Between late 2004 and early 2005, Hardy was diagnosed with MALT lymphoma, which inaugurated a "hellish period" that disrupted her life. The singer then underwent chemotherapy treatment that was initially successful. In March 2015, Hardy's condition worsened and she had to be admitted to the hospital, where she was put into an artificial coma and nearly died. During her hospitalization, the singer also broke her hip and elbow. That month, she told Le Figaro: "I am very isolated, very handicapped by illness. I was diagnosed with lymphoma over ten years ago. But it is especially in the last three years that my symptoms have worsened. I also have a lot of difficulty walking. (...) There are times when I absolutely cannot see anyone and I cannot go out. But I remain positive, I live from day to day, I have no choice, I avoid thinking about it, it does not obsess me." The singer then underwent further chemotherapy and immunotherapy sessions.
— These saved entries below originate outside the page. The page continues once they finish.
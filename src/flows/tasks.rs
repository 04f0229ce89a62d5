use async_trait::async_trait;

use super::{dry_run_summary, execute, load_rows, print_payload, BatchOptions, RunSummary};
use crate::api::{self, AsanaApi};
use crate::batch::RowJob;
use crate::error::{Error, Result};
use crate::input::InputRow;
use crate::model::task::{TaskOutcome, TaskPayload};

pub const REQUIRED: &[&str] = &["project_gid", "name"];
pub const REPORT_STEM: &str = "tasks.created";

struct CreateTask<'a> {
    api: &'a dyn AsanaApi,
}

#[async_trait]
impl RowJob for CreateTask<'_> {
    type Outcome = TaskOutcome;

    fn describe(&self, row: &InputRow) -> String {
        format!(
            "Creating task in {}: {}",
            row.get_or_empty("project_gid"),
            row.get_or_empty("name")
        )
    }

    async fn run(&self, row: &InputRow) -> Result<TaskOutcome> {
        let payload = TaskPayload::from_row(row);
        let created = api::create_task(self.api, &payload).await?;
        let task_name = created.name.unwrap_or_else(|| payload.name.clone());
        Ok(TaskOutcome::created(&payload, created.gid, task_name))
    }

    fn failed(&self, row: &InputRow, error: &Error) -> TaskOutcome {
        TaskOutcome::failed(row, error.to_string())
    }
}

pub async fn run(api: &dyn AsanaApi, opts: &BatchOptions) -> Result<RunSummary> {
    let rows = load_rows(&opts.input, REQUIRED)?;

    if opts.dry_run {
        for row in &rows {
            print_payload(row, &TaskPayload::from_row(row))?;
        }
        return Ok(dry_run_summary(&rows));
    }
    execute(&rows, opts, &CreateTask { api }, REPORT_STEM).await
}

#[cfg(test)]
mod tests {
    use super::*;
    use crate::api::tests::MockApi;
    use crate::batch::FailurePolicy;
    use crate::model::Status;
    use serde_json::{json, Value};

    fn options(dir: &tempfile::TempDir, csv: &str, policy: FailurePolicy) -> BatchOptions {
        let input = dir.path().join("tasks.csv");
        std::fs::write(&input, csv).unwrap();
        BatchOptions {
            input,
            output_dir: dir.path().join("output"),
            policy,
            dry_run: false,
        }
    }

    const HEADER: &str = "project_gid,name,notes,assignee_gid,due_on,start_on,followers\n";

    #[tokio::test]
    async fn sends_only_supplied_fields() {
        let dir = tempfile::tempdir().unwrap();
        let csv = format!("{HEADER}111,Kickoff,,,2024-01-01,,\n");
        let opts = options(&dir, &csv, FailurePolicy::Continue);
        let api = MockApi::new().created("222", "Kickoff");

        run(&api, &opts).await.unwrap();

        assert_eq!(
            api.calls(),
            vec![(
                "/tasks".to_string(),
                json!({ "name": "Kickoff", "projects": ["111"], "due_on": "2024-01-01" })
            )]
        );
    }

    #[tokio::test]
    async fn failure_is_recorded_and_later_rows_continue() {
        let dir = tempfile::tempdir().unwrap();
        let csv = format!(
            "{HEADER}111,First,,,,,\n111,Second,,u9,2024-02-01,,u1|u2| u3\n111,Third,,,,,\n"
        );
        let opts = options(&dir, &csv, FailurePolicy::Continue);
        let api = MockApi::new()
            .created("1", "First")
            .fail_status(400, r#"{"errors":[{"message":"assignee: Not a user"}]}"#)
            .created("3", "Third");

        let summary = run(&api, &opts).await.unwrap();

        assert_eq!(summary.rows, 3);
        assert_eq!(summary.tally.total(), 3);
        assert_eq!(summary.tally.failed, 1);

        let calls = api.calls();
        assert_eq!(calls.len(), 3);
        assert_eq!(calls[1].1["followers"], json!(["u1", "u2", "u3"]));
        assert_eq!(calls[1].1["assignee"], "u9");

        let reports = summary.reports.unwrap();
        let outcomes: Vec<TaskOutcome> =
            serde_json::from_str(&std::fs::read_to_string(&reports.json).unwrap()).unwrap();
        assert_eq!(outcomes.len(), 3);
        assert_eq!(outcomes[0].status, Status::Created);
        assert_eq!(outcomes[1].status, Status::Failed);
        assert_eq!(outcomes[1].task_gid, "");
        assert_eq!(outcomes[1].task_name, "Second");
        assert_eq!(
            outcomes[1].error.as_deref(),
            Some(r#"HTTP 400: {"errors":[{"message":"assignee: Not a user"}]}"#)
        );
        assert_eq!(outcomes[2].status, Status::Created);
        assert_eq!(outcomes[2].task_gid, "3");

        let csv = std::fs::read_to_string(&reports.csv).unwrap();
        let lines: Vec<&str> = csv.lines().collect();
        assert_eq!(lines[0], "status,project_gid,task_gid,task_name,assignee_gid,due_on,error");
        assert_eq!(lines[1], "created,111,1,First,,,");
        assert_eq!(
            lines[2],
            r#"failed,111,,Second,,,"HTTP 400: {""errors"":[{""message"":""assignee: Not a user""}]}""#
        );
    }

    #[tokio::test]
    async fn created_json_matches_report_shape() {
        let dir = tempfile::tempdir().unwrap();
        let csv = format!("{HEADER}111,Kickoff,,u7,2024-01-01,,\n");
        let opts = options(&dir, &csv, FailurePolicy::Continue);
        let api = MockApi::new().created("222", "Kickoff");

        let summary = run(&api, &opts).await.unwrap();

        let json: Value =
            serde_json::from_str(&std::fs::read_to_string(summary.reports.unwrap().json).unwrap())
                .unwrap();
        assert_eq!(
            json,
            json!([{
                "status": "created",
                "project_gid": "111",
                "task_gid": "222",
                "task_name": "Kickoff",
                "due_on": "2024-01-01",
                "assignee_gid": "u7"
            }])
        );
    }

    #[tokio::test]
    async fn abort_policy_stops_the_run() {
        let dir = tempfile::tempdir().unwrap();
        let csv = format!("{HEADER}111,First,,,,,\n111,Second,,,,,\n");
        let opts = options(&dir, &csv, FailurePolicy::Abort);
        let api = MockApi::new().fail_status(500, "down").created("2", "Second");

        assert!(run(&api, &opts).await.is_err());
        assert_eq!(api.calls().len(), 1);
        assert!(!dir.path().join("output").exists());
    }

    #[tokio::test]
    async fn missing_project_gid_fails_validation() {
        let dir = tempfile::tempdir().unwrap();
        let csv = format!("{HEADER}111,First,,,,,\n,Second,,,,,\n");
        let opts = options(&dir, &csv, FailurePolicy::Continue);
        let api = MockApi::new();

        let err = run(&api, &opts).await.unwrap_err();

        match err {
            Error::Validation { line, field, .. } => {
                assert_eq!(line, 3);
                assert_eq!(field, "project_gid");
            }
            other => panic!("unexpected error: {other}"),
        }
        assert!(api.calls().is_empty());
    }
}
Her health worsened and in 2021 she made news as a proponent for the legalization of physician-assisted suicide in France, expressing her desire to have recourse to euthanasia. She told RTL's Flavie Flament: "It's absolutely appalling, but for the moment I'm reassured. I manage to cook for myself. As long as I can do that, okay! But if it does become even worse, if I am weakened to the point of not being able to do anything, I would seriously think about euthanasia. I cannot stay like this waiting for death to come, because I cannot live any more. I can't do the things that my life requires." She also disclosed her inability to continue singing as a result of the effects of the treatments.

Hardy died of laryngeal cancer in Paris, on 11 June 2024, at the age of 80. Prior to her death, she had also experienced several falls and bone fractures.